A Demon had almost murdered me near that location and I would have died if another Demon hadn’t saved my life. But that second Demon was another story altogether, one I still hadn’t figured out and wasn’t sure I wanted to. Torin, or T as I called him, might remain a mystery for the rest of my life.

I’d faced certain death more than I wanted to admit over the past few months. Demons, mad scientists bent on wiping out the Werewolf population, Vampires …

“We’ll be right there.” I stood and snatched up my purse. “Calling Rodán on my way.”

“Damn, Nyx.” This time the note in Adam’s voice was concerned, as if he had bad news to deliver. “I think we have a Vampire problem again.”

It felt like my stomach hit my shoes and I almost couldn’t stand. “Be there in less than ten,” I said, trying not to sound like I wanted to go anywhere than that park and whatever was waiting to greet me there.

“See you,” he said and then he was gone.

Olivia was already putting on her jacket as I rounded my desk. I set down my purse long enough to slide into my blazer then press the speed dial number for Rodán. Olivia didn’t ask me what was going on as we headed out the office door. She knew that she’d hear it while I told Rodán. Saved me from having to repeat it.

“Nyx.” Rodán’s voice was smooth, luxurious when he answered.

I told our Proctor what little I knew as Olivia and I tromped through snow and headed to the rear garage where I kept my black Corvette convertible.
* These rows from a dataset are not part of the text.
//! Error types for the extraction pipeline.

use bldg_common::BldgError;
use citygml_parser::CityGmlError;
use export::ExportError;
use thiserror::Error;
use vsi_archive::ArchiveError;

/// Errors that abort an extraction run.
///
/// A cell whose file is absent from its archive is not an error; it is
/// reported as `CellData::NotSurveyed`.
#[derive(Error, Debug)]
pub enum ExtractError {
    #[error("Catalog lookup failed for resource {resource}: {message}")]
    CatalogLookup { resource: String, message: String },

    #[error("Failed to fetch {path}: {message}")]
    Fetch { path: String, message: String },

    #[error("Failed to load reference data from {input}: {message}")]
    Reference { input: String, message: String },

    #[error("Invalid filter: {0}")]
    InvalidFilter(String),

    #[error("Invalid configuration: {0}")]
    InvalidConfig(String),

    #[error("Nothing to export: {0}")]
    NothingToExport(String),

    #[error(transparent)]
    Common(#[from] BldgError),

    #[error(transparent)]
    Export(#[from] ExportError),
}

impl ExtractError {
    /// Create a CatalogLookup error.
    pub fn catalog_lookup(resource: impl Into<String>, message: impl Into<String>) -> Self {
        Self::CatalogLookup {
            resource: resource.into(),
            message: message.into(),
        }
    }

    /// Create a Fetch error.
    pub fn fetch(path: impl Into<String>, message: impl Into<String>) -> Self {
        Self::Fetch {
            path: path.into(),
            message: message.into(),
        }
    }

    /// Create a Reference error.
    pub fn reference(input: impl Into<String>, message: impl Into<String>) -> Self {
        Self::Reference {
            input: input.into(),
            message: message.into(),
        }
    }

    /// Wrap an archive read failure for `path`.
    pub fn from_archive(path: impl Into<String>, err: ArchiveError) -> Self {
        let message = if err.is_timeout() {
            format!("timed out: {}", err)
        } else {
            err.to_string()
        };
        Self::fetch(path, message)
    }

    /// Wrap a CityGML parse failure for `path`.
    pub fn from_citygml(path: impl Into<String>, err: CityGmlError) -> Self {
        Self::fetch(path, format!("invalid CityGML: {}", err))
    }
}

/// Result type for extraction operations.
pub type Result<T> = std::result::Result<T, ExtractError>;
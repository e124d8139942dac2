//! Integration tests for reading entries out of ZIP archives.

use std::sync::Arc;

use reqwest::Client;
use test_utils::{bldg_entry_name, temp_test_dir, zip_archive, zip_archive_stored, TestServer};
use vsi_archive::{ArchiveError, ArchiveReader, MemoryRangeSource, VirtualPath, ZipIndex};

fn reader() -> ArchiveReader {
    ArchiveReader::with_client(Client::new())
}

async fn load(name: &str, data: Vec<u8>) -> vsi_archive::Result<ZipIndex> {
    ZipIndex::load(Arc::new(MemoryRangeSource::new(name, data))).await
}

// ============================================================================
// Index + extraction over in-memory archives
// ============================================================================

#[tokio::test]
async fn test_index_and_read_deflated_entry() {
    let body = "<core:CityModel/>".repeat(200);
    let data = zip_archive(&[
        ("udx/bldg/53394611_bldg_6697_op.gml", body.as_bytes()),
        ("udx/bldg/53394612_bldg_6697_op.gml", b"second"),
    ]);
    assert!(data.len() < body.len());

    let index = load("mem.zip", data).await.unwrap();
    assert_eq!(index.len(), 2);

    let entry = index.find("udx/bldg/53394611_bldg_6697_op.gml").unwrap();
    let bytes = index.read(entry).await.unwrap();
    assert_eq!(&bytes[..], body.as_bytes());
}

#[tokio::test]
async fn test_read_stored_entry() {
    let index = load("stored.zip", zip_archive_stored(&[("a.txt", b"plain bytes")]))
        .await
        .unwrap();
    assert_eq!(&index.read("a.txt").await.unwrap()[..], b"plain bytes");
}

#[tokio::test]
async fn test_corrupted_entry_fails_checksum() {
    let mut data = zip_archive_stored(&[("a.txt", b"plain bytes")]);
    let pos = data
        .windows(11)
        .position(|w| w == b"plain bytes")
        .unwrap();
    data[pos] ^= 0xff;

    let index = load("bad.zip", data).await.unwrap();
    let err = index.read("a.txt").await.unwrap_err();
    assert!(matches!(err, ArchiveError::Malformed { .. }), "got {err:?}");
}

#[tokio::test]
async fn test_not_a_zip() {
    let err = load("junk.zip", vec![0u8; 100]).await.err().unwrap();
    assert!(matches!(err, ArchiveError::Malformed { .. }), "got {err:?}");
}

// ============================================================================
// ArchiveReader over local files
// ============================================================================

#[tokio::test]
async fn test_local_archive_missing_entry_is_none() {
    let dir = temp_test_dir();
    let path = dir.path().join("13101_chiyoda-ku_2023_citygml.zip");
    let entry = bldg_entry_name("53394611");
    std::fs::write(&path, zip_archive(&[(entry.as_str(), b"<x/>")])).unwrap();

    let reader = reader();
    let present = VirtualPath::local(&path, &entry).unwrap();
    let absent = VirtualPath::local(&path, bldg_entry_name("53394612")).unwrap();

    assert_eq!(&reader.read_entry(&present).await.unwrap().unwrap()[..], b"<x/>");
    assert!(reader.read_entry(&absent).await.unwrap().is_none());
    assert_eq!(reader.cached_archives(), 1);
}

#[tokio::test]
async fn test_local_archive_with_top_level_folder() {
    let dir = temp_test_dir();
    let path = dir.path().join("wrapped.zip");
    let nested = format!("13101_chiyoda-ku/{}", bldg_entry_name("53394611"));
    std::fs::write(&path, zip_archive(&[(nested.as_str(), b"nested")])).unwrap();

    let vpath = VirtualPath::local(&path, bldg_entry_name("53394611")).unwrap();
    let data = reader().read_entry(&vpath).await.unwrap().unwrap();
    assert_eq!(&data[..], b"nested");
}

#[tokio::test]
async fn test_missing_local_archive_is_error() {
    let vpath = VirtualPath::local("/nonexistent/archive.zip", "a.gml").unwrap();
    assert!(matches!(
        reader().read_entry(&vpath).await,
        Err(ArchiveError::Io(_))
    ));
}

// ============================================================================
// ArchiveReader over HTTP range requests
// ============================================================================

#[tokio::test]
async fn test_remote_archive_reads_by_range() {
    let server = TestServer::start().await;
    let entry = bldg_entry_name("53394611");
    let filler = vec![b'x'; 256 * 1024];
    server.add_archive(
        "city.zip",
        zip_archive_stored(&[(entry.as_str(), &b"<gml/>"[..]), ("udx/big.bin", &filler[..])]),
    );

    let path: VirtualPath = format!("/vsizip//vsicurl/{}/{}", server.archive_url("city.zip"), entry)
        .parse()
        .unwrap();

    let reader = reader();
    let data = reader.read_entry(&path).await.unwrap().unwrap();
    assert_eq!(&data[..], b"<gml/>");

    // Size probe, directory tail and entry; the filler is never fetched
    assert!(server.range_requests() <= 4, "{} requests", server.range_requests());

    // A second read reuses the cached directory
    let before = server.range_requests();
    reader.read_entry(&path).await.unwrap();
    assert!(server.range_requests() - before <= 1);
    assert_eq!(reader.cached_archives(), 1);
}

#[tokio::test]
async fn test_remote_archive_not_found() {
    let server = TestServer::start().await;
    let path = VirtualPath::remote(server.archive_url("missing.zip"), "a.gml").unwrap();

    let err = reader().read_entry(&path).await.unwrap_err();
    assert!(matches!(err, ArchiveError::Status { status: 404, .. }), "got {err:?}");
}
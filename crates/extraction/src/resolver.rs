//! AOI to (cell, resource) resolution.

use std::collections::HashSet;

use bldg_common::AreaOfInterest;
use tracing::{debug, instrument};

use crate::reference::ReferenceData;

/// One unit of fetch work: a grid cell and the dataset resource covering it.
#[derive(Debug, Clone, PartialEq, Eq, Hash)]
pub struct CellResource {
    pub cell_code: String,
    pub resource_id: String,
}

impl CellResource {
    pub fn new(cell_code: impl Into<String>, resource_id: impl Into<String>) -> Self {
        Self {
            cell_code: cell_code.into(),
            resource_id: resource_id.into(),
        }
    }
}

/// Maps an AOI to the cells and current resources it needs.
pub struct CellResolver<'a> {
    reference: &'a ReferenceData,
}

impl<'a> CellResolver<'a> {
    pub fn new(reference: &'a ReferenceData) -> Self {
        Self { reference }
    }

    /// Resolve `aoi` into ordered (cell, resource) pairs.
    ///
    /// Cells come in grid index order; for each cell, municipalities in code
    /// table order; for each municipality, current datasets in registry
    /// order. Repeated pairs keep their first position. An empty result
    /// means the AOI has no coverage.
    #[instrument(skip_all)]
    pub fn resolve(&self, aoi: &AreaOfInterest) -> Vec<CellResource> {
        let cells = self.reference.grid.intersecting(aoi.polygon());

        let mut seen = HashSet::new();
        let mut pairs = Vec::new();
        for cell in &cells {
            for municipality in self.reference.codes.municipalities_for(&cell.code) {
                for entry in self.reference.registry.current_for(municipality) {
                    let pair = CellResource::new(cell.code.as_str(), entry.resource_id.as_str());
                    if seen.insert(pair.clone()) {
                        pairs.push(pair);
                    }
                }
            }
        }

        debug!(
            cells = cells.len(),
            pairs = pairs.len(),
            "Resolved area of interest"
        );
        pairs
    }
}
//! Strict containment filter against the AOI.

use bldg_common::{AreaOfInterest, Feature, FeatureCollection};
use geo::{Area, Intersects, Polygon, Relate};
use tracing::debug;

/// Keeps only features lying entirely inside the AOI.
///
/// Geometries are never cut. A feature touching or crossing the AOI
/// boundary from outside is dropped as a whole.
pub struct SpatialClipper<'a> {
    aoi: &'a AreaOfInterest,
}

impl<'a> SpatialClipper<'a> {
    pub fn new(aoi: &'a AreaOfInterest) -> Self {
        Self { aoi }
    }

    /// Whether `feature` is within the AOI.
    ///
    /// Surfaces with area must relate as within. Vertical surfaces
    /// collapse to zero area in 2D; those only need every vertex covered.
    /// A feature without geometry is never within.
    pub fn contains(&self, feature: &Feature) -> bool {
        let aoi = self.aoi.polygon();
        let Some(rect) = feature.bounding_rect() else {
            return false;
        };
        if !aoi.intersects(&rect) {
            return false;
        }

        let mut has_area = false;
        for polygon in &feature.geometry {
            if polygon.unsigned_area() > 0.0 {
                if !polygon.relate(aoi).is_within() {
                    return false;
                }
                has_area = true;
            } else if !vertices_covered(polygon, aoi) {
                return false;
            }
        }
        has_area
    }

    /// New collection with the contained features, in order.
    pub fn clip(&self, collection: &FeatureCollection) -> FeatureCollection {
        let clipped = collection.filtered(|f| self.contains(f));
        debug!(
            input = collection.len(),
            retained = clipped.len(),
            "Clipped to area of interest"
        );
        clipped
    }
}

fn vertices_covered(polygon: &Polygon<f64>, aoi: &Polygon<f64>) -> bool {
    polygon
        .exterior()
        .coords()
        .all(|c| aoi.intersects(c))
}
When I finished, Rodán said, “Paranorms were murdered last night.” Rodán’s voice was tight but calm. I wished I knew how he did that—sound calm in the middle of an emergency. “Robert and Tracey think it was a Vampire attack,” he said as he named the two Trackers who’d found the dead paranorms.

My stomach sickened more as he disconnected the call. During our last case, Volod, a Master Vampire, had captured me. He injected me with a stolen serum that would have killed me and could have wiped out most of the paranorm world if we hadn’t recovered the antiserum in time.

I’d faced death plenty, but to have it injected into my body … just the thought made me beyond queasy.

A glimpse of Volod in Belize, the man in Starbucks yesterday, the scene I was headed to now, and Rodán’s news …

I clamped my jaws tight. I used the remote to unlock the ’Vette and gave a silent prayer that they were wrong. That everyone was wrong.

“Not Vampires,” I said beneath my breath as Olivia and I climbed into my ’Vette. “Please, not Vampires.”